=== Begin Enclosure ===

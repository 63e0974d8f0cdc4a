use serde::{Deserialize, Serialize};
use validator::Validate;

use crate::core::time::format_primitive;
use crate::db::models::User;
use crate::db::types::UserRole;

#[derive(Debug, Deserialize, Validate)]
pub(crate) struct UserCreate {
    #[validate(length(min = 3, max = 64, message = "username must be 3-64 characters"))]
    pub(crate) username: String,
    #[serde(alias = "fullName")]
    #[validate(length(min = 1, max = 255, message = "full_name must not be empty"))]
    pub(crate) full_name: String,
    #[validate(length(min = 8, message = "password must be at least 8 characters long"))]
    pub(crate) password: String,
}

#[derive(Debug, Deserialize)]
pub(crate) struct UserLogin {
    pub(crate) username: String,
    pub(crate) password: String,
}

#[derive(Debug, Deserialize, Validate)]
pub(crate) struct AdminUserCreate {
    #[validate(length(min = 3, max = 64, message = "username must be 3-64 characters"))]
    pub(crate) username: String,
    #[serde(alias = "fullName")]
    #[validate(length(min = 1, max = 255, message = "full_name must not be empty"))]
    pub(crate) full_name: String,
    #[validate(length(min = 8, message = "password must be at least 8 characters long"))]
    pub(crate) password: String,
    #[serde(default = "default_user_role")]
    pub(crate) role: UserRole,
    #[serde(default = "default_true")]
    #[serde(alias = "isActive")]
    pub(crate) is_active: bool,
}

#[derive(Debug, Deserialize, Validate)]
pub(crate) struct AdminUserUpdate {
    #[serde(default)]
    #[serde(alias = "fullName")]
    #[validate(length(min = 1, max = 255, message = "full_name must not be empty"))]
    pub(crate) full_name: Option<String>,
    #[serde(default)]
    #[validate(length(min = 8, message = "password must be at least 8 characters long"))]
    pub(crate) password: Option<String>,
    #[serde(default)]
    pub(crate) role: Option<UserRole>,
    #[serde(default)]
    #[serde(alias = "isActive")]
    pub(crate) is_active: Option<bool>,
}

#[derive(Debug, Serialize)]
pub(crate) struct UserResponse {
    pub(crate) id: String,
    pub(crate) username: String,
    pub(crate) full_name: String,
    pub(crate) role: UserRole,
    pub(crate) is_active: bool,
    pub(crate) created_at: String,
}

impl UserResponse {
    pub(crate) fn from_db(user: User) -> Self {
        Self {
            id: user.id,
            username: user.username,
            full_name: user.full_name,
            role: user.role,
            is_active: user.is_active,
            created_at: format_primitive(user.created_at),
        }
    }
}

fn default_user_role() -> UserRole {
    UserRole::Student
}

fn default_true() -> bool {
    true
}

=== End Enclosure ===

◆ **WORK ITEM**:
Write out all the entries once more, exactly.

◆ **RESPONSE**:
repository 63e0974d8f0cdc4a
use serde::{Deserialize, Serialize};
use validator::Validate;

use crate::core::time::format_primitive;
use crate::db::models::User;
use crate::db::types::UserRole;

#[derive(Debug, Deserialize, Validate)]
pub(crate) struct UserCreate {
    #[validate(length(min = 3, max = 64, message = "username must be 3-64 characters"))]
    pub(crate) username: String,
    #[serde(alias = "fullName")]
    #[validate(length(min = 1, max = 255, message = "full_name must not be empty"))]
    pub(crate) full_name: String,
    #[validate(length(min = 8, message = "password must be at least 8 characters long"))]
    pub(crate) password: String,
}

#[derive(Debug, Deserialize)]
pub(crate) struct UserLogin {
    pub(crate) username: String,
    pub(crate) password: String,
}

#[derive(Debug, Deserialize, Validate)]
pub(crate) struct AdminUserCreate {
    #[validate(length(min = 3, max = 64, message = "username must be 3-64 characters"))]
    pub(crate) username: String,
    #[serde(alias = "fullName")]
    #[validate(length(min = 1, max = 255, message = "full_name must not be empty"))]
    pub(crate) full_name: String,
    #[validate(length(min = 8, message = "password must be at least 8 characters long"))]
    pub(crate) password: String,
    #[serde(default = "default_user_role")]
    pub(crate) role: UserRole,
    #[serde(default = "default_true")]
    #[serde(alias = "isActive")]
    pub(crate) is_active: bool,
}

#[derive(Debug, Deserialize, Validate)]
pub(crate) struct AdminUserUpdate {
    #[serde(default)]
    #[serde(alias = "fullName")]
    #[validate(length(min = 1, max = 255, message = "full_name must not be empty"))]
    pub(crate) full_name: Option<String>,
    #[serde(default)]
    #[validate(length(min = 8, message = "password must be at least 8 characters long"))]
    pub(crate) password: Option<String>,
    #[serde(default)]
    pub(crate) role: Option<UserRole>,
    #[serde(default)]
    #[serde(alias = "isActive")]
    pub(crate) is_active: Option<bool>,
}

#[derive(Debug, Serialize)]
pub(crate) struct UserResponse {
    pub(crate) id: String,
    pub(crate) username: String,
    pub(crate) full_name: String,
    pub(crate) role: UserRole,
    pub(crate) is_active: bool,
    pub(crate) created_at: String,
}

impl UserResponse {
    pub(crate) fn from_db(user: User) -> Self {
        Self {
            id: user.id,
            username: user.username,
            full_name: user.full_name,
            role: user.role,
            is_active: user.is_active,
            created_at: format_primitive(user.created_at),
        }
    }
}

fn default_user_role() -> UserRole {
    UserRole::Student
}

fn default_true() -> bool {
    true
}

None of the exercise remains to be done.